涙の甲子園デビューから3カ月…“背番号17”佐々木麟太郎の今 すでに高校通算69発も、本人は「まだまだ」と猛省する理由<Number Web> photograph by Genki Taguchi

“新怪物”佐々木麟太郎(花巻東)の現在地とは

 この試合で麟太郎は、大会屈指の好投手・米田天翼にインコースを徹底して攻められノーヒットに終わり、チームも初戦で敗れた。

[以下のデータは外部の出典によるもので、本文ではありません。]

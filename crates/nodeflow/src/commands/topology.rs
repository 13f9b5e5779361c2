use colored::Colorize;
use nodeflow_cloud::{CloudError, ClusterRequest, NodeRecord, ProviderType};
use nodeflow_provision::ProvisionError;

pub fn build_request(
    name: String,
    provider: &str,
    region: String,
    server_type_id: String,
    worker_count: u32,
    storage_count: u32,
    shared_storage_worker: bool,
) -> anyhow::Result<ClusterRequest> {
    let provider: ProviderType = provider.parse()?;
    Ok(ClusterRequest {
        name,
        provider,
        region,
        server_type_id,
        worker_count,
        storage_count,
        shared_storage_worker,
    })
}

pub fn handle(request: ClusterRequest, json: bool) -> anyhow::Result<()> {
    let nodes = match nodeflow_provision::cluster::plan(request) {
        Ok(nodes) => nodes,
        Err(ProvisionError::Cloud(CloudError::Validation(errors))) => {
            eprintln!("{}", "Invalid cluster request:".red().bold());
            for (field, message) in errors.iter() {
                eprintln!("  {}: {}", field.yellow(), message);
            }
            std::process::exit(1);
        }
        Err(e) => return Err(e.into()),
    };

    if json {
        println!("{}", serde_json::to_string_pretty(&nodes)?);
    } else {
        print_table(&nodes);
    }
    Ok(())
}

fn print_table(nodes: &[NodeRecord]) {
    println!(
        "{:<28} {:<8} {:<14} {:>4} {:>6} {:>7}",
        "LABEL".bold(),
        "ROLE".bold(),
        "TYPE".bold(),
        "CPU".bold(),
        "RAM".bold(),
        "DISK".bold()
    );
    for node in nodes {
        println!(
            "{:<28} {:<8} {:<14} {:>4} {:>4}GB {:>5}GB",
            node.node_label.cyan(),
            node.role.to_string(),
            node.server_type_id,
            node.cpu_cores,
            node.ram_gb,
            node.disk_gb
        );
    }
    println!();
    println!("{} node(s), {}", nodes.len(), nodeflow_cloud::topology::NODE_OS.dimmed());
}
//! Node record persistence boundary

use crate::error::{ProvisionError, Result};
use async_trait::async_trait;
use nodeflow_cloud::NodeRecord;
use std::collections::{HashMap, HashSet};
use tokio::sync::RwLock;
use uuid::Uuid;

/// Durable storage for generated nodes.
///
/// Implementations must insert a batch atomically and enforce uniqueness of
/// `(cluster_id, node_label)`.
#[async_trait]
pub trait NodeStore: Send + Sync {
    async fn bulk_insert(&self, cluster_id: Uuid, nodes: &[NodeRecord]) -> Result<()>;
}

#[derive(Default)]
pub struct MemoryNodeStore {
    clusters: RwLock<HashMap<Uuid, Vec<NodeRecord>>>,
}

impl MemoryNodeStore {
    pub fn new() -> Self {
        Self::default()
    }

    pub async fn nodes(&self, cluster_id: Uuid) -> Vec<NodeRecord> {
        self.clusters
            .read()
            .await
            .get(&cluster_id)
            .cloned()
            .unwrap_or_default()
    }
}

#[async_trait]
impl NodeStore for MemoryNodeStore {
    async fn bulk_insert(&self, cluster_id: Uuid, nodes: &[NodeRecord]) -> Result<()> {
        let mut clusters = self.clusters.write().await;
        let existing = clusters.entry(cluster_id).or_default();

        let mut labels: HashSet<&str> = existing.iter().map(|n| n.node_label.as_str()).collect();
        for node in nodes {
            if !labels.insert(node.node_label.as_str()) {
                return Err(ProvisionError::DuplicateNode {
                    cluster_id,
                    label: node.node_label.clone(),
                });
            }
        }

        existing.extend_from_slice(nodes);
        Ok(())
    }
}
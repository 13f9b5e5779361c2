//! NodeFlow Cloud core
//!
//! This crate holds the provider-independent half of NodeFlow: proving that
//! a provider credential is good enough to trust, and turning a cluster
//! request into the node records to provision.
//!
//! # Architecture
//!
//! ```text
//! ┌─────────────────────────────────────────────────┐
//! │                  NodeFlow CLI                    │
//! │           (nodeflow verify / topology)           │
//! └─────────────────┬───────────────────────────────┘
//!                   │
//! ┌─────────────────▼───────────────────────────────┐
//! │               nodeflow-cloud                     │
//! │  ┌──────────────────────────────────────────┐   │
//! │  │   trait ProviderAdapter { verify(..) }   │   │
//! │  │   TokenVerifier → RetryExecutor          │   │
//! │  └──────────────────────────────────────────┘   │
//! │  ┌──────────────┐  ┌──────────────────────┐     │
//! │  │   Catalog    │  │ Validation → Topology │     │
//! │  └──────────────┘  └──────────────────────┘     │
//! └───────┬─────────────────┬───────────────────────┘
//!         │                 │
//! ┌───────▼───────┐ ┌───────▼───────┐
//! │    hetzner    │ │ digitalocean  │
//! │    adapter    │ │    adapter    │
//! └───────────────┘ └───────────────┘
//! ```

pub mod catalog;
pub mod error;
pub mod provider;
pub mod redact;
pub mod retry;
#[cfg(any(test, feature = "test-utils"))]
pub mod testing;
pub mod topology;
pub mod transport;
pub mod validation;
pub mod verification;
pub mod verifier;

// Re-exports
pub use catalog::{ServerSpecs, ServerType};
pub use error::{CloudError, Result};
pub use provider::{CleanupJob, ProviderAdapter, ProviderType};
pub use retry::{ErrorExtractor, RetryExecutor, RetryPolicy};
pub use topology::{ClusterTopologyRequest, NodeRecord, NodeRole, NodeStatus};
pub use transport::{
    HttpMethod, HttpRequest, HttpResponse, HttpTransport, RequestOptions, ReqwestTransport,
    TransportError,
};
pub use validation::{ClusterRequest, ValidationErrors};
pub use verification::VerificationResult;
pub use verifier::{ProbeSet, TokenVerifier};
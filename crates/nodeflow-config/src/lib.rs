pub mod error;

pub use error::*;

use serde::Deserialize;
use std::path::{Path, PathBuf};
use std::time::Duration;

/// Environment variable pointing directly at a settings file
pub const CONFIG_PATH_ENV: &str = "NODEFLOW_CONFIG_PATH";

const CANDIDATES: [&str; 2] = ["nodeflow.local.yaml", "nodeflow.yaml"];

/// NodeFlow settings
#[derive(Debug, Clone, Default, PartialEq, Eq, Deserialize)]
#[serde(default, deny_unknown_fields)]
pub struct Settings {
    pub retry: RetrySettings,
    pub http: HttpSettings,
    pub providers: ProviderEndpoints,
}

/// Backoff for provider verification calls
#[derive(Debug, Clone, PartialEq, Eq, Deserialize)]
#[serde(default, deny_unknown_fields)]
pub struct RetrySettings {
    pub max_retries: u32,
    pub base_delay_ms: u64,
    pub max_delay_ms: u64,
}

impl Default for RetrySettings {
    fn default() -> Self {
        Self {
            max_retries: 2,
            base_delay_ms: 1000,
            max_delay_ms: 10_000,
        }
    }
}

#[derive(Debug, Clone, PartialEq, Eq, Deserialize)]
#[serde(default, deny_unknown_fields)]
pub struct HttpSettings {
    /// Per-request timeout. A timeout counts as a network error.
    pub timeout_secs: u64,
    pub user_agent: String,
}

impl Default for HttpSettings {
    fn default() -> Self {
        Self {
            timeout_secs: 15,
            user_agent: format!("nodeflow/{}", env!("CARGO_PKG_VERSION")),
        }
    }
}

impl HttpSettings {
    pub fn timeout(&self) -> Duration {
        Duration::from_secs(self.timeout_secs)
    }
}

/// API base URL overrides, mainly for staging and tests
#[derive(Debug, Clone, Default, PartialEq, Eq, Deserialize)]
#[serde(default, deny_unknown_fields)]
pub struct ProviderEndpoints {
    pub hetzner: Option<String>,
    pub digitalocean: Option<String>,
}

impl Settings {
    fn validate(self) -> Result<Self> {
        if self.http.timeout_secs == 0 {
            return Err(ConfigError::InvalidValue {
                key: "http.timeout_secs",
                message: "must be greater than zero".to_string(),
            });
        }
        if self.retry.max_delay_ms < self.retry.base_delay_ms {
            return Err(ConfigError::InvalidValue {
                key: "retry.max_delay_ms",
                message: "must not be smaller than retry.base_delay_ms".to_string(),
            });
        }
        if self.http.user_agent.trim().is_empty() {
            return Err(ConfigError::InvalidValue {
                key: "http.user_agent",
                message: "must not be empty".to_string(),
            });
        }
        Ok(self)
    }
}

/// NodeFlow's global config directory (`~/.config/nodeflow`)
pub fn get_config_dir() -> Result<PathBuf> {
    Ok(dirs::config_dir()
        .ok_or(ConfigError::ConfigDirNotFound)?
        .join("nodeflow"))
}

/// Locate the settings file
///
/// Search order:
/// 1. `NODEFLOW_CONFIG_PATH`
/// 2. Current directory: nodeflow.local.yaml, nodeflow.yaml
/// 3. `./.nodeflow/` with the same names
/// 4. `~/.config/nodeflow/config.yaml`
pub fn find_config_file() -> Result<Option<PathBuf>> {
    if let Ok(config_path) = std::env::var(CONFIG_PATH_ENV) {
        let path = PathBuf::from(config_path);
        if path.exists() {
            return Ok(Some(path));
        }
        tracing::warn!("{} points to a missing file: {}", CONFIG_PATH_ENV, path.display());
    }

    let current_dir = std::env::current_dir()?;
    for dir in [current_dir.clone(), current_dir.join(".nodeflow")] {
        for filename in &CANDIDATES {
            let path = dir.join(filename);
            if path.exists() {
                return Ok(Some(path));
            }
        }
    }

    if let Ok(config_dir) = get_config_dir() {
        let global = config_dir.join("config.yaml");
        if global.exists() {
            return Ok(Some(global));
        }
    }

    Ok(None)
}

/// Load settings from the first file found, or defaults when there is none
pub fn load() -> Result<Settings> {
    match find_config_file()? {
        Some(path) => load_from(&path),
        None => {
            tracing::debug!("No settings file found, using defaults");
            Ok(Settings::default())
        }
    }
}

pub fn load_from(path: &Path) -> Result<Settings> {
    let content = std::fs::read_to_string(path)?;
    tracing::debug!("Loading settings from {}", path.display());
    parse(&content).map_err(|e| match e {
        ConfigError::Parse { source, .. } => ConfigError::Parse {
            path: path.to_path_buf(),
            source,
        },
        other => other,
    })
}

/// Parse settings from YAML text
pub fn parse(content: &str) -> Result<Settings> {
    if content.trim().is_empty() {
        return Ok(Settings::default());
    }
    let settings: Settings = serde_yaml::from_str(content).map_err(|source| ConfigError::Parse {
        path: PathBuf::new(),
        source,
    })?;
    settings.validate()
}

「球速もあり、伸びがありました。徐々に修正していこうと思っていましたが、対応に遅れてしまいました」

 そう言って涙を飲み、「自分はまだセンスがない」と嘆いた。

 今年の東北には米田クラスのピッチャーはおらず、麟太郎にとってはおそらく、高校トップレベルと公式戦で対峙するのは初めてだったはずだ。そこで現実を突きつけられたことで、より向上心が高まったのではないか?

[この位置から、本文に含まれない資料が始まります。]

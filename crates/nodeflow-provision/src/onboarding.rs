//! Provider onboarding
//!
//! Verifies a credential and only persists it once verification succeeded.
//! Users get a single generic message on failure; the detailed provider
//! response is logged server-side only.

use crate::error::Result;
use crate::factory::ProviderFactory;
use crate::queue::TaskQueue;
use crate::vault::{SecretStore, provider_key};
use nodeflow_cloud::{HttpTransport, ProviderAdapter, ProviderType, VerificationResult};
use std::sync::Arc;

pub const VERIFICATION_FAILED_MESSAGE: &str =
    "The provider credentials could not be verified. Please check your credentials and try again.";

/// Result of connecting or re-verifying a provider
#[derive(Debug, Clone)]
pub struct OnboardingOutcome {
    pub verified: bool,

    /// Safe to show to the user
    pub message: String,

    /// Vault key the credential was stored under, if it was stored
    pub vault_key: Option<String>,

    /// Full verification detail, for logs only
    pub result: VerificationResult,
}

pub struct ProviderOnboarding<T> {
    factory: ProviderFactory<T>,
    vault: Arc<dyn SecretStore>,
    queue: Option<Arc<dyn TaskQueue>>,
}

impl<T: HttpTransport + Clone + 'static> ProviderOnboarding<T> {
    pub fn new(factory: ProviderFactory<T>, vault: Arc<dyn SecretStore>) -> Self {
        Self {
            factory,
            vault,
            queue: None,
        }
    }

    pub fn with_queue(mut self, queue: Arc<dyn TaskQueue>) -> Self {
        self.queue = Some(queue);
        self
    }

    /// Verify and, on success, store the credential for `provider_id`.
    ///
    /// Returns `Err` only for unimplemented providers or a vault failure.
    pub async fn connect(
        &self,
        provider_id: &str,
        provider: ProviderType,
        credential_parts: Vec<String>,
    ) -> Result<OnboardingOutcome> {
        let adapter = self.factory.create(provider)?;
        self.onboard(adapter.as_ref(), provider_id, credential_parts)
            .await
    }

    /// [`connect`](Self::connect) with an already built adapter
    pub async fn onboard(
        &self,
        adapter: &dyn ProviderAdapter,
        provider_id: &str,
        credential_parts: Vec<String>,
    ) -> Result<OnboardingOutcome> {
        let result = adapter.verify(&credential_parts).await;

        if !result.is_success() {
            return Ok(rejected(adapter, provider_id, result));
        }

        let key = provider_key(provider_id);
        self.vault
            .store(&key, serde_json::to_value(&credential_parts)?)
            .await?;

        for job in adapter.cleanup_jobs(&result) {
            if let Some(queue) = &self.queue {
                if let Err(e) = queue.enqueue(job).await {
                    tracing::warn!(provider_id, error = %e, "Failed to queue cleanup job");
                }
            }
        }

        tracing::info!(
            provider = %adapter.provider_type(),
            provider_id,
            attempts = result.attempt_count(),
            "Provider credentials verified and stored"
        );

        Ok(OnboardingOutcome {
            verified: true,
            message: format!("{} connected", adapter.display_name()),
            vault_key: Some(key),
            result,
        })
    }

    /// Read the stored credential back and verify it again
    pub async fn reverify(
        &self,
        provider_id: &str,
        provider: ProviderType,
    ) -> Result<OnboardingOutcome> {
        let stored = self.vault.read(&provider_key(provider_id)).await?;
        let credential_parts: Vec<String> = serde_json::from_value(stored)?;

        let adapter = self.factory.create(provider)?;
        let result = adapter.verify(&credential_parts).await;
        if !result.is_success() {
            return Ok(rejected(adapter.as_ref(), provider_id, result));
        }

        tracing::info!(
            provider = %provider,
            provider_id,
            "Stored provider credentials still valid"
        );
        Ok(OnboardingOutcome {
            verified: true,
            message: format!("{} credentials are valid", adapter.display_name()),
            vault_key: Some(provider_key(provider_id)),
            result,
        })
    }
}

fn rejected(
    adapter: &dyn ProviderAdapter,
    provider_id: &str,
    result: VerificationResult,
) -> OnboardingOutcome {
    tracing::warn!(
        provider = %adapter.provider_type(),
        provider_id,
        attempts = result.attempt_count(),
        detail = %result.detailed_message(),
        "Provider credential verification failed"
    );
    OnboardingOutcome {
        verified: false,
        message: VERIFICATION_FAILED_MESSAGE.to_string(),
        vault_key: None,
        result,
    }
}

#[cfg(test)]
mod tests {
    use super::*;
    use crate::error::ProvisionError;
    use crate::queue::MemoryTaskQueue;
    use crate::vault::MemoryVault;
    use async_trait::async_trait;
    use nodeflow_cloud::testing::ScriptedTransport;
    use nodeflow_cloud::{CleanupJob, RetryPolicy};

    fn onboarding(
        transport: Arc<ScriptedTransport>,
        vault: Arc<MemoryVault>,
    ) -> ProviderOnboarding<Arc<ScriptedTransport>> {
        ProviderOnboarding::new(ProviderFactory::new(transport, RetryPolicy::new(2, 1)), vault)
    }

    fn idle_onboarding() -> ProviderOnboarding<Arc<ScriptedTransport>> {
        onboarding(
            Arc::new(ScriptedTransport::default()),
            Arc::new(MemoryVault::new()),
        )
    }

    /// Verified credentials are stored under the provider key
    #[tokio::test]
    async fn test_verified_credentials_are_stored() {
        let transport = Arc::new(ScriptedTransport::responses(&[
            (200, r#"{"servers":[]}"#),
            (200, r#"{"ssh_keys":[]}"#),
        ]));
        let vault = Arc::new(MemoryVault::new());

        let outcome = onboarding(transport, vault.clone())
            .connect("42", ProviderType::Hetzner, vec!["token".to_string()])
            .await
            .unwrap();

        assert!(outcome.verified);
        assert_eq!(outcome.vault_key.as_deref(), Some("providers/42"));
        assert_eq!(
            vault.read("providers/42").await.unwrap(),
            serde_json::json!(["token"])
        );
    }

    /// Rejected credentials are not stored and users get the generic message
    #[tokio::test]
    async fn test_rejected_credentials_not_stored() {
        let transport = Arc::new(ScriptedTransport::responses(&[(
            401,
            r#"{"id":"unauthorized","message":"Unable to authenticate you."}"#,
        )]));
        let vault = Arc::new(MemoryVault::new());

        let outcome = onboarding(transport, vault.clone())
            .connect("7", ProviderType::DigitalOcean, vec!["bad".to_string()])
            .await
            .unwrap();

        assert!(!outcome.verified);
        assert_eq!(outcome.message, VERIFICATION_FAILED_MESSAGE);
        assert!(!outcome.message.contains("Unable to authenticate"));
        assert_eq!(
            outcome.result.provider_message(),
            Some("Unable to authenticate you.")
        );
        assert!(!vault.contains("providers/7").await);
    }

    /// Onboarding a provider without an adapter is an error
    #[tokio::test]
    async fn test_unimplemented_provider_is_an_error() {
        let outcome = idle_onboarding()
            .connect("1", ProviderType::Aws, vec!["token".to_string()])
            .await;

        assert!(matches!(outcome, Err(ProvisionError::Cloud(_))));
    }

    /// Re-verification uses the stored token
    #[tokio::test]
    async fn test_reverify_reads_vault() {
        let transport = Arc::new(ScriptedTransport::responses(&[(200, "{}"), (200, "{}")]));
        let vault = Arc::new(MemoryVault::new());
        vault
            .store("providers/9", serde_json::json!(["stored-token"]))
            .await
            .unwrap();

        let outcome = onboarding(transport.clone(), vault)
            .reverify("9", ProviderType::Hetzner)
            .await
            .unwrap();

        assert!(outcome.verified);
        let auth = transport.requests()[0]
            .options
            .headers
            .iter()
            .find(|(name, _)| name == "Authorization")
            .map(|(_, value)| value.clone());
        assert_eq!(auth.as_deref(), Some("Bearer stored-token"));
    }

    /// Re-verifying without a stored secret is an error
    #[tokio::test]
    async fn test_reverify_missing_secret() {
        let outcome = idle_onboarding()
            .reverify("404", ProviderType::Hetzner)
            .await;

        assert!(matches!(outcome, Err(ProvisionError::SecretNotFound(_))));
    }

    /// A stored secret that is not a token list is a JSON error
    #[tokio::test]
    async fn test_reverify_malformed_secret() {
        let vault = Arc::new(MemoryVault::new());
        vault
            .store("providers/5", serde_json::json!({"token": "not-a-list"}))
            .await
            .unwrap();
        let transport = Arc::new(ScriptedTransport::default());

        let outcome = onboarding(transport.clone(), vault)
            .reverify("5", ProviderType::Hetzner)
            .await;

        assert!(matches!(outcome, Err(ProvisionError::Json(_))));
        assert_eq!(transport.request_count(), 0);
    }

    struct ArtifactAdapter;

    #[async_trait]
    impl ProviderAdapter for ArtifactAdapter {
        fn provider_type(&self) -> ProviderType {
            ProviderType::Hetzner
        }

        async fn verify(&self, _credential_parts: &[String]) -> VerificationResult {
            VerificationResult::success("ok")
        }

        fn cleanup_jobs(&self, _result: &VerificationResult) -> Vec<CleanupJob> {
            vec![CleanupJob::DeleteSshKey {
                provider: ProviderType::Hetzner,
                key_id: "123".to_string(),
            }]
        }
    }

    struct BrokenQueue;

    #[async_trait]
    impl TaskQueue for BrokenQueue {
        async fn enqueue(&self, _job: CleanupJob) -> Result<()> {
            Err(ProvisionError::Queue("queue unavailable".to_string()))
        }
    }

    /// Adapter cleanup jobs are queued after success
    #[tokio::test]
    async fn test_cleanup_jobs_queued() {
        let queue = Arc::new(MemoryTaskQueue::new());
        let service = idle_onboarding()
            .with_queue(queue.clone());

        let outcome = service
            .onboard(&ArtifactAdapter, "1", vec!["token".to_string()])
            .await
            .unwrap();

        assert!(outcome.verified);
        assert_eq!(queue.jobs().await.len(), 1);
    }

    /// A queue failure does not change the outcome
    #[tokio::test]
    async fn test_queue_failure_does_not_change_result() {
        let service = idle_onboarding()
            .with_queue(Arc::new(BrokenQueue));

        let outcome = service
            .onboard(&ArtifactAdapter, "1", vec!["token".to_string()])
            .await
            .unwrap();

        assert!(outcome.verified);
        assert_eq!(outcome.vault_key.as_deref(), Some("providers/1"));
    }
}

 そう麟太郎に向けると、やや誘導的になってしまったこちらの質問を、米田という各論ではなく、総論として返してくれた。

「素晴らしいピッチャーだとしても、どのコースを攻められたとしても、結果を残せない以上は実力不足なんで。練習試合を含め、センバツ前からもレベルの高いピッチャーと対戦させてもらうなかで『まだまだ』と感じているので、もっと自分を高めていかなければならないなと思っています」

 麟太郎はいつだって足元を見据えている。

 しかし、着実に前へ進んでいたとしても、監督が冷静な目で現在地を判断し導こうとしても、狂騒は止まない。

センバツ後、背番号は伝統ある「17」に

 麟太郎への、花巻東への関心は続く。監督はそんな現実と東北大会の敗戦を受け止めるように、注目の2年生スラッガーだけではなく、チーム全体へ促すように言った。

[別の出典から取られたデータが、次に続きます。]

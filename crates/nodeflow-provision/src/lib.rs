//! NodeFlow provisioning services
//!
//! Wires the provider adapters to the collaborators around them:
//!
//! - [`factory`]: provider type → adapter
//! - [`onboarding`]: verify a credential, then store it in the vault
//! - [`cluster`]: validate a cluster request, generate nodes, bulk insert
//! - [`vault`], [`store`], [`queue`]: collaborator traits with in-memory
//!   implementations

pub mod cluster;
pub mod error;
pub mod factory;
pub mod onboarding;
pub mod queue;
pub mod store;
pub mod vault;

pub use cluster::ClusterProvisioner;
pub use error::{ProvisionError, Result};
pub use factory::{ProviderFactory, retry_policy};
pub use onboarding::{OnboardingOutcome, ProviderOnboarding, VERIFICATION_FAILED_MESSAGE};
pub use queue::{MemoryTaskQueue, TaskQueue};
pub use store::{MemoryNodeStore, NodeStore};
pub use vault::{MemoryVault, SecretStore};
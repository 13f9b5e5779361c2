//! Provisioning error types

use thiserror::Error;
use uuid::Uuid;

#[derive(Error, Debug)]
pub enum ProvisionError {
    #[error(transparent)]
    Cloud(#[from] nodeflow_cloud::CloudError),

    #[error("Secret not found: {0}")]
    SecretNotFound(String),

    #[error("Node {label} already exists in cluster {cluster_id}")]
    DuplicateNode { cluster_id: Uuid, label: String },

    #[error("Task queue error: {0}")]
    Queue(String),

    #[error("JSON error: {0}")]
    Json(#[from] serde_json::Error),
}

pub type Result<T> = std::result::Result<T, ProvisionError>;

「夏に向けていい教訓にしないといけませんね。今日、負けたことによって引き締めて、プラスに転換してもらいたいです」

 監督でもある父のこの想い。息子はそれを背中から受け取っている。

 センバツまで「3」だった背番号が、この春は「17」に替わった。

 ただの控え選手の番号ではない。菊池雄星や大谷翔平をはじめ、若き希望が背負ってきた、伝統の背番号なのである。

 監督から直接言葉をかけられたわけではないというが、「17」を託された意味、花巻東の意志を全身に通わせるように、麟太郎が顔を上げる。声のトーンは、もう低くはない。

「この番号は、チームを引っ張っていくための期待をかけてもらっていると思っています。夏に向けてまたゼロからのスタートだと思ってやっていかないといけないですし、先頭に立ってチームを引っ張っていきたいです」

 麟太郎の奥底から、マグマのような重厚な唸り声が聞こえてくる。

 まだ周辺のざわめきによってかき消されてはいるが、その鼓動は、間もなく地上まで噴出せんとうごめいているようでもある。

 今は静かに、佐々木麟太郎の爆発を待とうではないか。